After I made the video for you of the meters on the exciter side of my Gen which was tuned to output the most AC on a 15 ohm load, I decided to test with a Series FWBR instead of the 15 ohm load and connect the DC side to a battery. Nothing special other than I could reduce my series cap bank to 15uf instead of 25uf. Then I decided to add a second battery in series so now I would have 24.6vdc on the 15 ohm load, now that was special since I didn't change the 15uf cap and the batteries maintained the voltage and we now have 40 watts on the load. I didn't add a third battery to see if it could keep going up since I decided to test it on the 240vac grid to see the effects and that is the last video I shared.

I would suggest you test it and see how far you can take it and who knows, maybe there will eventually be enough power to feed the prime mover. This is the goal of this research and you are well set up for it now.

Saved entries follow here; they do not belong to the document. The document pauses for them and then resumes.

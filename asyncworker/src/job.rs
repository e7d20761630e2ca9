use std::fmt::Display;

use chrono::{DateTime, Utc};
use serde::{de::DeserializeOwned, Deserialize, Serialize};
use uuid::Uuid;

use crate::runner::RunnerId;

pub mod builder;

use builder::JobBuilder;

/// The opaque payload handed to an executor.
pub type Payload = serde_json::Map<String, serde_json::Value>;

#[derive(Debug, Clone, PartialEq, Eq, PartialOrd, Ord, Hash, Serialize, Deserialize)]
#[serde(transparent)]
pub struct JobId(String);

impl JobId {
    /// Generates a fresh, never before used id.
    pub fn new() -> Self {
        Self(Uuid::new_v4().to_string())
    }

    pub fn as_str(&self) -> &str {
        &self.0
    }
}

impl Default for JobId {
    fn default() -> Self {
        Self::new()
    }
}

impl From<String> for JobId {
    fn from(value: String) -> Self {
        Self(value)
    }
}

impl From<&str> for JobId {
    fn from(value: &str) -> Self {
        Self(value.to_owned())
    }
}

impl From<JobId> for String {
    fn from(value: JobId) -> Self {
        value.0
    }
}

impl AsRef<str> for JobId {
    fn as_ref(&self) -> &str {
        &self.0
    }
}

impl Display for JobId {
    fn fmt(&self, f: &mut std::fmt::Formatter<'_>) -> std::fmt::Result {
        write!(f, "{}", self.0)
    }
}

#[derive(Debug, Clone, Copy, Default, PartialEq, Eq, Hash, Serialize, Deserialize)]
#[serde(rename_all = "lowercase")]
pub enum JobState {
    #[default]
    New,
    Running,
    Failed,
    Expired,
    Cancelled,
    /// Held back manually. Parked jobs are only queued by an explicit redispatch.
    Parked,
}

/// A unit of work as persisted in the store.
///
/// Jobs are plain data. All transitions between queues and states are performed by the
/// [`crate::messenger::Messenger`].
#[derive(Debug, Clone, PartialEq, Serialize, Deserialize)]
pub struct Job {
    pub id: JobId,
    /// The name of the executor responsible for this job.
    pub executor: String,
    pub priority: String,
    /// Pins the job to the private queues of one runner.
    pub runner_desired: Option<RunnerId>,
    /// The runner which claimed the job.
    pub runner_executing: Option<RunnerId>,
    #[serde(default)]
    pub state: JobState,
    pub created: DateTime<Utc>,
    pub started: Option<DateTime<Utc>>,
    /// The job is not eligible for execution before this time.
    pub delayed: Option<DateTime<Utc>>,
    /// The job is discarded as expired if it is still waiting at this time.
    pub expires: Option<DateTime<Utc>>,
    pub cancelled: Option<DateTime<Utc>>,
    /// Overrides the configured recipient of notifications.
    pub email: Option<String>,
    /// Free text note for operators.
    pub message: Option<String>,
    #[serde(default = "inform_by_default")]
    pub inform: bool,
    #[serde(default)]
    pub payload: Payload,
}

fn inform_by_default() -> bool {
    true
}

impl Job {
    pub fn new(executor: impl Into<String>, priority: impl Into<String>) -> Self {
        Self {
            id: JobId::new(),
            executor: executor.into(),
            priority: priority.into(),
            runner_desired: None,
            runner_executing: None,
            state: JobState::New,
            created: Utc::now(),
            started: None,
            delayed: None,
            expires: None,
            cancelled: None,
            email: None,
            message: None,
            inform: true,
            payload: Payload::new(),
        }
    }

    pub fn builder(executor: impl Into<String>, priority: impl Into<String>) -> JobBuilder {
        JobBuilder::new(executor, priority)
    }

    /// A copy of this job under a fresh id.
    pub fn duplicate(&self) -> Self {
        Self {
            id: JobId::new(),
            ..self.clone()
        }
    }

    pub fn is_cancelled(&self) -> bool {
        self.cancelled.is_some() || self.state == JobState::Cancelled
    }

    /// Decodes the payload into the executor's own data type.
    pub fn data<T: DeserializeOwned>(&self) -> Result<T, serde_json::Error> {
        serde_json::from_value(serde_json::Value::Object(self.payload.clone()))
    }

    pub fn payload_value<T: DeserializeOwned>(
        &self,
        key: &str,
    ) -> Result<Option<T>, serde_json::Error> {
        self.payload
            .get(key)
            .cloned()
            .map(serde_json::from_value)
            .transpose()
    }

    pub(crate) fn encode(&self) -> Result<String, serde_json::Error> {
        serde_json::to_string(self)
    }

    pub(crate) fn decode(record: &str) -> Result<Self, serde_json::Error> {
        serde_json::from_str(record)
    }
}

#[cfg(test)]
mod tests {
    use chrono::TimeDelta;
    use serde_json::json;

    use super::*;

    #[test]
    fn new_job_defaults() {
        let job = Job::new("report", "normal");

        assert_eq!(job.state, JobState::New);
        assert!(job.inform);
        assert!(!job.is_cancelled());
        assert!(job.payload.is_empty());
        assert_eq!(job.runner_desired, None);
    }

    #[test]
    fn ids_are_unique() {
        assert_ne!(JobId::new(), JobId::new());
    }

    #[test]
    fn duplicate_assigns_fresh_id() {
        let job = Job::builder("report", "high")
            .with_payload_value("user", 42)
            .build();

        let copy = job.duplicate();

        assert_ne!(copy.id, job.id);
        assert_eq!(copy.payload, job.payload);
        assert_eq!(copy.priority, job.priority);
    }

    #[test]
    fn record_round_trip() {
        let job = Job::builder("report", "low")
            .for_runner("john")
            .delay_for(TimeDelta::minutes(5))
            .expires_in(TimeDelta::hours(1))
            .with_email("ops@example.com")
            .without_inform()
            .with_payload_value("user", 42)
            .build();

        let decoded = Job::decode(&job.encode().unwrap()).unwrap();

        assert_eq!(decoded, job);
    }

    #[test]
    fn decoding_fills_defaults() {
        let record = json!({
            "id": "abc",
            "executor": "report",
            "priority": "normal",
            "runner_desired": null,
            "runner_executing": null,
            "created": "2024-04-01T12:00:00Z",
            "started": null,
            "delayed": null,
            "expires": null,
            "cancelled": null,
            "email": null,
            "message": null,
        });

        let job = Job::decode(&record.to_string()).unwrap();

        assert_eq!(job.id, JobId::from("abc"));
        assert_eq!(job.state, JobState::New);
        assert!(job.inform);
    }

    #[test]
    fn state_is_stored_lowercase() {
        assert_eq!(
            serde_json::to_value(JobState::Parked).unwrap(),
            json!("parked")
        );
    }

    #[test]
    fn typed_payload() {
        #[derive(Debug, PartialEq, Deserialize)]
        struct Newsletter {
            issue: u32,
        }

        let job = Job::builder("newsletter", "normal")
            .with_payload_value("issue", 7)
            .build();

        assert_eq!(job.data::<Newsletter>().unwrap(), Newsletter { issue: 7 });
        assert_eq!(job.payload_value::<u32>("issue").unwrap(), Some(7));
        assert_eq!(job.payload_value::<u32>("missing").unwrap(), None);
        assert!(job.payload_value::<String>("issue").is_err());
    }
}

I'm also starting to think the smaller batteries not maintaining there charge maybe due to the load being above the batteries charge rate capability.

All the best with your tests

Luc

poynt99

Here are two scope shots (png format saved to flash drive) illustrating the difference the channel coupling makes on the computed MEAN MATH. I only changed the CH2 (current).

First one is with CH2 on DC coupling (how it should be) yielding a positive MEAN power. Second one is with CH2 on AC coupling, yielding a negative MEAN power of almost equal amplitude.

If you save these to your hard drive, then view them in sequence, you will see that the MATH trace moves in the downward direction when going from the DC to AC coupling shots.

For clear viewing, click on pics to see full size.
question everything, double check the facts, THEN decide your path...

Simple Cheap Low Power Oscillators V2.0
http://www.overunity.com/index.php?action=downloads;sa=view;down=248
Towards Realizing the TPU V1.4: http://www.overunity.com/index.php?action=downloads;sa=view;down=217
Capacitor Energy Transfer Experiments V1.0: http://www.overunity.com/index.php?action=downloads;sa=view;down=209

poynt99

Here is a photo of the new parts I am using for these tests. I've only used the 10uF thus far, not the 5uF.
question everything, double check the facts, THEN decide your path...

Simple Cheap Low Power Oscillators V2.0
http://www.overunity.com/index.php?action=downloads;sa=view;down=248
Towards Realizing the TPU V1.4: http://www.overunity.com/index.php?action=downloads;sa=view;down=217
Capacitor Energy Transfer Experiments V1.0: http://www.overunity.com/index.php?action=downloads;sa=view;down=209

TinselKoala

Weren't Luc's sample scopeshots showing both channels DC coupled? On Tek scopes I've used, there appears a little "sine wave" symbol next to the channel settings when the channel is AC-coupled, and nothing when the channel is DC coupled. Inversion is shown by the downward pointing arrow.




TinselKoala

Poynt, your test shows the effect of AC coupling of one trace on the resultant Math trace mean. But I have a question about the effect on the mean of the original trace itself. Should an AC-coupled signal produce a "mean" value of zero, for that trace itself, before entering into the multiplication math trace?